Friday, March 19, 2010
When you secure a WebLogic app with OES or use OES to secure a Java based application using the Java Security Module the overhead and performance impact is minimal (it's usually measured in microseconds). In fact most customers report that OES is faster than the code it replaced.
When you use OES' Web Services Security Module your application makes SOAP or RMI calls over the network to a central server or cluster of servers. This is inherently slower than in process calls, not because the Web Service SM is slow, but because SOAP, XML, and SSL all add computational overhead, and network communication adds latency. Consider that a simple ICMP ping is measured in milliseconds and it's clear that this might be a fairly large impact on your application.
When an application calls OES there is a single, common Java API you can use regardless of which SM you are using. At its simplest the API takes three parameters - action, resource and context data - and returns a boolean along with context data. Programmers new to OES will often go no further than making calls to this API and if you are using the Java Security Module, which runs in the same process space as your application logic, you need go no further.
But if your making SOAP or RMI calls you'd be doing yourself a disservice by not looking further.

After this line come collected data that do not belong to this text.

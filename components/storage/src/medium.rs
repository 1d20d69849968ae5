// Copyright 2024 stratus
//
// Licensed under the Apache License, Version 2.0 (the "License");
// you may not use this file except in compliance with the License.
// You may obtain a copy of the License at
//
//      http://www.apache.org/licenses/LICENSE-2.0
//
// Unless required by applicable law or agreed to in writing, software
// distributed under the License is distributed on an "AS IS" BASIS,
// WITHOUT WARRANTIES OR CONDITIONS OF ANY KIND, either express or implied.
// See the License for the specific language governing permissions and
// limitations under the License.

use std::{
    fmt::{Display, Formatter},
    sync::Arc,
};

use stratus_common::{CHUNK_DATA_KEY_PREFIX, CHUNK_META_SUFFIX};
use stratus_types::ChunkId;

use crate::{client::ObjectClientRef, config::S3MediumConfig};

/// Where an object lives in the object storage.
#[derive(Debug, Clone, Eq, PartialEq, Hash)]
pub struct ObjectPlacement {
    pub bucket: String,
    pub key: String,
}

impl Display for ObjectPlacement {
    fn fmt(&self, f: &mut Formatter<'_>) -> std::fmt::Result {
        write!(f, "s3://{}/{}", self.bucket, self.key)
    }
}

pub type S3MediumRef = Arc<S3Medium>;

/// S3Medium is an object storage medium chunks are persisted to: the
/// client to talk to it and the naming of chunk objects inside it.
#[derive(Debug)]
pub struct S3Medium {
    client: ObjectClientRef,
    config: S3MediumConfig,
}

impl S3Medium {
    pub fn new(client: ObjectClientRef, config: S3MediumConfig) -> Self {
        Self { client, config }
    }

    pub fn client(&self) -> ObjectClientRef {
        self.client.clone()
    }

    pub fn bucket(&self) -> &str {
        &self.config.bucket
    }

    pub fn chunk_placement(&self, chunk_id: ChunkId) -> ObjectPlacement {
        let prefix = self.config.key_prefix.as_deref().unwrap_or_default();
        ObjectPlacement {
            bucket: self.config.bucket.clone(),
            key: format!("{}{}{}", prefix, CHUNK_DATA_KEY_PREFIX, chunk_id),
        }
    }

    pub fn chunk_meta_placement(chunk_placement: &ObjectPlacement) -> ObjectPlacement {
        ObjectPlacement {
            bucket: chunk_placement.bucket.clone(),
            key: format!("{}{}", chunk_placement.key, CHUNK_META_SUFFIX),
        }
    }
}
// Copyright 2024 stratus
//
// Licensed under the Apache License, Version 2.0 (the "License");
// you may not use this file except in compliance with the License.
// You may obtain a copy of the License at
//
//      http://www.apache.org/licenses/LICENSE-2.0
//
// Unless required by applicable law or agreed to in writing, software
// distributed under the License is distributed on an "AS IS" BASIS,
// WITHOUT WARRANTIES OR CONDITIONS OF ANY KIND, either express or implied.
// See the License for the specific language governing permissions and
// limitations under the License.

use serde::{Deserialize, Serialize};
use stratus_common::{MAX_BLOCK_SIZE, STRATUS_DEBUG_BUCKET};
use stratus_utils::readable_size::ReadableSize;

#[derive(Debug, Clone, Serialize, Deserialize, Eq, PartialEq)]
pub struct S3MediumConfig {
    pub bucket: String,
    /// Prepended to every object key of the medium, e.g. `cluster-a/`.
    pub key_prefix: Option<String>,
}

impl Default for S3MediumConfig {
    fn default() -> Self {
        Self {
            bucket: STRATUS_DEBUG_BUCKET.to_string(),
            key_prefix: None,
        }
    }
}

#[derive(Debug, Clone, Serialize, Deserialize, Eq, PartialEq)]
pub struct S3ReaderConfig {
    /// Verify every fetched block against the checksum recorded in the
    /// block extent table.
    pub validate_block_checksums: bool,
}

impl Default for S3ReaderConfig {
    fn default() -> Self {
        Self {
            validate_block_checksums: true,
        }
    }
}

#[derive(Debug, Clone, Serialize, Deserialize, Eq, PartialEq)]
pub struct S3WriterConfig {
    /// Recorded in the block extent table of every written chunk.
    pub sync_on_close: bool,
    pub max_block_size: ReadableSize,
}

impl Default for S3WriterConfig {
    fn default() -> Self {
        Self {
            sync_on_close: false,
            max_block_size: ReadableSize(MAX_BLOCK_SIZE as u64),
        }
    }
}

OES offers two additional API calls that allow you to make bulk authorization calls. One (isBulkAcessAllowed / isBulkAccessAllowed) allows you to send a batch of action/resource and context calls and get a list of true/false responses. The other (isChildResourceAccessAllowed / isChildResourceAccessAllowed) allows you to ask OES for a list of resources it knows about that the user is authorized to access.
These interfaces are also available in the WSDL and the .NET example shows how you can make these calls from C#.